アリスのアダプテーションには、私的にはあまりピンとくるものがない。(網羅的に見たわけではまったくないが、1966年イギリスのジョナサン・ミラー版は、好きな方かもしれない。)
夏の夜の夢の映画も同様である。
夢の世界というものは、いざ夢の媒体であるはずの映画にのせようとしても、じつは難しいものらしい。
ティム・バートンならどう料理するのか、と興味津々だったが、あまり芳しい評判も聞かなかったので、どうなったのかと気になっていた。

見てみると、すごい衝撃だった。
原作とは、まるで関係のない話になっていたからである。
ジャバーウォッキーは、鏡の国の逆さまの詩の中に出てくる怪物なのだけれど、何とアリスが、リアルに姿を現したジャバーウォッキーを、退治する話に変ってしまっている。
アリスは銀の鎧に身を包み、動物に乗ってナウシカよろしく、戦場へと突進していくのであった。アリスが、鎧?戦士になって突進???
アリスが19歳で、結婚を申し込まれているという設定からして驚きだったが、彼女がアンダーランドでの冒険を経て、つまり戦士としてジャバーウォッキーを倒して、地上に戻ると、そのプロポーズを拒絶して、ビジネス・トーク(!!!!!)に入り、中国という新世界へと旅立ってしまうのである。
こともあろうにアリスが、帝国主義の担い手たる、ビジネス・ウーマンになってしまったのである。これが驚かずに、いられますか。

名前がキングズリーというのも、気になった。
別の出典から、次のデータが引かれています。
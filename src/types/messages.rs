//! Message types for the chat collaborator
//!
//! A request is an ordered sequence of role-tagged messages: one system
//! instruction followed by the user prompt.

use serde::{Deserialize, Serialize};

/// Author of a chat message
#[derive(Debug, Clone, Copy, PartialEq, Eq, Serialize, Deserialize)]
#[serde(rename_all = "lowercase")]
pub enum Role {
    System,
    User,
    Assistant,
}

/// A single role-tagged message
#[derive(Debug, Clone, PartialEq, Eq, Serialize, Deserialize)]
pub struct ChatMessage {
    pub role: Role,
    pub content: String,
}

impl ChatMessage {
    pub fn system(content: impl Into<String>) -> Self {
        ChatMessage {
            role: Role::System,
            content: content.into(),
        }
    }

    pub fn user(content: impl Into<String>) -> Self {
        ChatMessage {
            role: Role::User,
            content: content.into(),
        }
    }

    pub fn assistant(content: impl Into<String>) -> Self {
        ChatMessage {
            role: Role::Assistant,
            content: content.into(),
        }
    }
}

#[cfg(test)]
mod tests {
    use super::*;

    #[test]
    fn test_message_serialization() {
        let msg = ChatMessage::system("You are a validation assistant.");
        let json = serde_json::to_string(&msg).unwrap();
        assert_eq!(
            json,
            r#"{"role":"system","content":"You are a validation assistant."}"#
        );

        let deserialized: ChatMessage = serde_json::from_str(&json).unwrap();
        assert_eq!(msg, deserialized);
    }

    #[test]
    fn test_constructors_set_role() {
        assert_eq!(ChatMessage::user("q").role, Role::User);
        assert_eq!(ChatMessage::assistant("a").role, Role::Assistant);
    }
}
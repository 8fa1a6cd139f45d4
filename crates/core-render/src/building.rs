//! The building symbolizer's pseudo-3D extrusion (§4.H "Building"),
//! grounded on mapnik's `building_symbolizer`: face quads drawn back-to-
//! front by sorting each wall edge on its lower endpoint's descending y,
//! a darkened fill for the walls, and a roof polygon shifted up-and-right
//! by the extrusion height's isometric projection.

use core_geom::geometry::{PolygonRings, Ring};
use core_pixel::Color;

/// `height * cos(45deg)`: the constant mapnik uses to turn a building
/// height into a screen-space roof offset under its fixed isometric
/// light angle. Kept verbatim rather than re-derived (§9).
const ROOF_SHIFT_FACTOR: f64 = std::f64::consts::FRAC_1_SQRT_2;

/// One wall quad plus its sort key (the minimum y of its two ground
/// vertices — mapnik draws walls back-to-front, i.e. farthest-first, so a
/// nearer wall's fill always overdraws a farther one's that shares screen
/// space).
pub struct WallFace {
    pub quad: PolygonRings,
    pub sort_y: f64,
}

fn roof_offset(height: f64) -> (f64, f64) {
    let shift = height * ROOF_SHIFT_FACTOR;
    (shift, -shift)
}

/// Builds every wall quad for one polygon ring at `height` screen units,
/// sorted so index 0 paints first (farthest back).
pub fn wall_faces(ring: &Ring, height: f64) -> Vec<WallFace> {
    if height <= 0.0 || ring.len() < 2 {
        return Vec::new();
    }
    let (dx, dy) = roof_offset(height);
    let mut faces: Vec<WallFace> = ring
        .windows(2)
        .map(|w| {
            let (x0, y0) = w[0];
            let (x1, y1) = w[1];
            let roof0 = (x0 + dx, y0 + dy);
            let roof1 = (x1 + dx, y1 + dy);
            WallFace {
                quad: PolygonRings { exterior: vec![(x0, y0), (x1, y1), roof1, roof0], holes: Vec::new() },
                sort_y: y0.min(y1),
            }
        })
        .collect();
    // Descending: the face whose lower ground vertex is greatest y (closest
    // to the viewer in a north-up orthographic view) paints last.
    faces.sort_by(|a, b| b.sort_y.partial_cmp(&a.sort_y).unwrap_or(std::cmp::Ordering::Equal));
    faces
}

/// Shifts a ring by the roof offset, producing the roof polygon drawn on
/// top of every wall face.
pub fn roof_ring(ring: &Ring, height: f64) -> Ring {
    let (dx, dy) = roof_offset(height);
    ring.iter().map(|&(x, y)| (x + dx, y + dy)).collect()
}

/// `0.8 * channel`: mapnik's fixed wall-shading factor, applied uniformly
/// to every wall face regardless of its orientation (no per-face lighting
/// model — a deliberate simplification carried over from the original).
pub fn wall_shade(roof_fill: Color) -> Color {
    let scale = |c: u8| ((c as f64) * 0.8).round().clamp(0.0, 255.0) as u8;
    Color::rgba(scale(roof_fill.r), scale(roof_fill.g), scale(roof_fill.b), roof_fill.a)
}

#[cfg(test)]
mod tests {
    use super::*;

    #[test]
    fn zero_height_produces_no_wall_faces() {
        let ring = vec![(0.0, 0.0), (10.0, 0.0), (10.0, 10.0), (0.0, 10.0)];
        assert!(wall_faces(&ring, 0.0).is_empty());
    }

    #[test]
    fn wall_faces_are_sorted_by_descending_ground_y() {
        let ring = vec![(0.0, 0.0), (10.0, 0.0), (10.0, 20.0), (0.0, 20.0)];
        let faces = wall_faces(&ring, 5.0);
        for w in faces.windows(2) {
            assert!(w[0].sort_y >= w[1].sort_y);
        }
    }

    #[test]
    fn roof_ring_shifts_every_vertex_identically() {
        let ring = vec![(0.0, 0.0), (10.0, 0.0)];
        let roof = roof_ring(&ring, 10.0);
        let shift = 10.0 * ROOF_SHIFT_FACTOR;
        assert!((roof[0].0 - shift).abs() < 1e-9);
        assert!((roof[0].1 - (-shift)).abs() < 1e-9);
        assert!((roof[1].0 - (10.0 + shift)).abs() < 1e-9);
    }

    #[test]
    fn wall_shade_darkens_every_channel_by_the_same_factor() {
        let shaded = wall_shade(Color::rgb(100, 100, 100));
        assert_eq!(shaded.r, 80);
        assert_eq!(shaded.g, 80);
        assert_eq!(shaded.b, 80);
    }
}
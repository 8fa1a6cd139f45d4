//! Pattern source (§3: "a read-only RGBA-8 image accessor with wrap modes
//! (repeat, clamp, clone)"), used by the polygon/line pattern symbolizers
//! (§4.H).

use core_pixel::{PixelBuffer, PixelFormat, Rgba8};

#[derive(Debug, Clone, Copy, PartialEq, Eq)]
pub enum WrapMode {
    Repeat,
    Clamp,
    /// Samples outside the source extent read as transparent, rather than
    /// wrapping or clamping (mapnik's `pattern_source`'s "none"/clone mode
    /// used when a pattern is meant to tile without visible repetition
    /// seams past its own bbox).
    Clone,
}

pub trait PatternSource {
    fn width(&self) -> u32;
    fn height(&self) -> u32;
    fn sample(&self, x: i64, y: i64, wrap: WrapMode) -> Rgba8;
}

fn wrap_coord(v: i64, extent: u32, mode: WrapMode) -> Option<u32> {
    let extent = extent as i64;
    if extent <= 0 {
        return None;
    }
    match mode {
        WrapMode::Repeat => Some(v.rem_euclid(extent) as u32),
        WrapMode::Clamp => Some(v.clamp(0, extent - 1) as u32),
        WrapMode::Clone => {
            if v >= 0 && v < extent {
                Some(v as u32)
            } else {
                None
            }
        }
    }
}

/// A `PatternSource` backed by an in-memory `PixelBuffer<Rgba8>`.
#[derive(Debug, Clone)]
pub struct ImagePatternSource {
    image: PixelBuffer<Rgba8>,
}

impl ImagePatternSource {
    pub fn new(image: PixelBuffer<Rgba8>) -> Self {
        Self { image }
    }
}

impl PatternSource for ImagePatternSource {
    fn width(&self) -> u32 {
        self.image.width()
    }

    fn height(&self) -> u32 {
        self.image.height()
    }

    fn sample(&self, x: i64, y: i64, wrap: WrapMode) -> Rgba8 {
        let (Some(wx), Some(wy)) = (
            wrap_coord(x, self.image.width(), wrap),
            wrap_coord(y, self.image.height(), wrap),
        ) else {
            return Rgba8::default();
        };
        self.image.get(wx, wy).unwrap_or_default()
    }
}

#[cfg(test)]
mod tests {
    use super::*;
    use core_pixel::Color;

    fn checker(size: u32) -> ImagePatternSource {
        let mut img: PixelBuffer<Rgba8> = PixelBuffer::new(size, size);
        img.fill(Color::rgb(10, 20, 30).premultiply());
        ImagePatternSource::new(img)
    }

    #[test]
    fn repeat_wraps_coordinates_around() {
        let src = checker(4);
        assert_eq!(src.sample(4, 0, WrapMode::Repeat), src.sample(0, 0, WrapMode::Repeat));
        assert_eq!(src.sample(-1, 0, WrapMode::Repeat), src.sample(3, 0, WrapMode::Repeat));
    }

    #[test]
    fn clamp_saturates_at_the_edge() {
        let src = checker(4);
        assert_eq!(src.sample(100, 0, WrapMode::Clamp), src.sample(3, 0, WrapMode::Clamp));
    }

    #[test]
    fn clone_leaves_outside_samples_transparent() {
        let src = checker(4);
        assert_eq!(src.sample(10, 10, WrapMode::Clone), Rgba8::default());
    }
}
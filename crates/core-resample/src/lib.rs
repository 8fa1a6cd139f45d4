//! Affine image resampler (§4.E): a selectable reconstruction-filter bank
//! and the affine/mesh warp that drives it. Consumed by core-render's
//! raster symbolizer path (J) to reproject a source raster tile into the
//! current viewport before compositing it through core-pixel.

pub mod filter;
pub mod warp;

pub use filter::{Filter, FilterLut};
pub use warp::{sample_filtered, warp, warp_mesh, DEFAULT_MESH_SIZE};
父はチャールズ、つまり『水の子どもたち』を書いたヴィクトリア朝の児童文学者、チャールズ・キングズリーである。
これもアリスを実際の社会に結びつけるための、方策なのだろうか。
キャロルよりキングズリーの方が、児童文学者としても地に足がついているから、ということか。

もちろん、アリス・イン・ワンダーランドという題名といくつかのキャラを「借りている」とはいえ、内容が全く別物になっていたからといって、映画として問題がある、ということは何もない。
この衝撃は、映画に異様な陰謀を感じた、というところから生じている。
キャラクターやプロットの一つ一つが、マーケット・リサーチによって支配されている、という陰謀。
つまり金を儲けることが第一義に置かれて、映画の一つ一つが作られていく世界である。
ハリウッドの黄金時代だってそうでなかったわけではもちろんないが、現代の市場調査技術は、それをさらに精緻なビッグ・ビジネスに押し上げている。
ということは、現代の観客は、こういう映画を見たがっている、ということでもあるのだが。みなさん、面白かったですか、この映画。(つまらなかったと言っているのではないけれど)
どういうマーケット・リサーチによってこんな映画ができてしまったのか、どうすればそれを解明できるのか、アリスを元にこういう映画を作ってしまう現代とはどういう時代なのかと、わたしはマジメに考えている。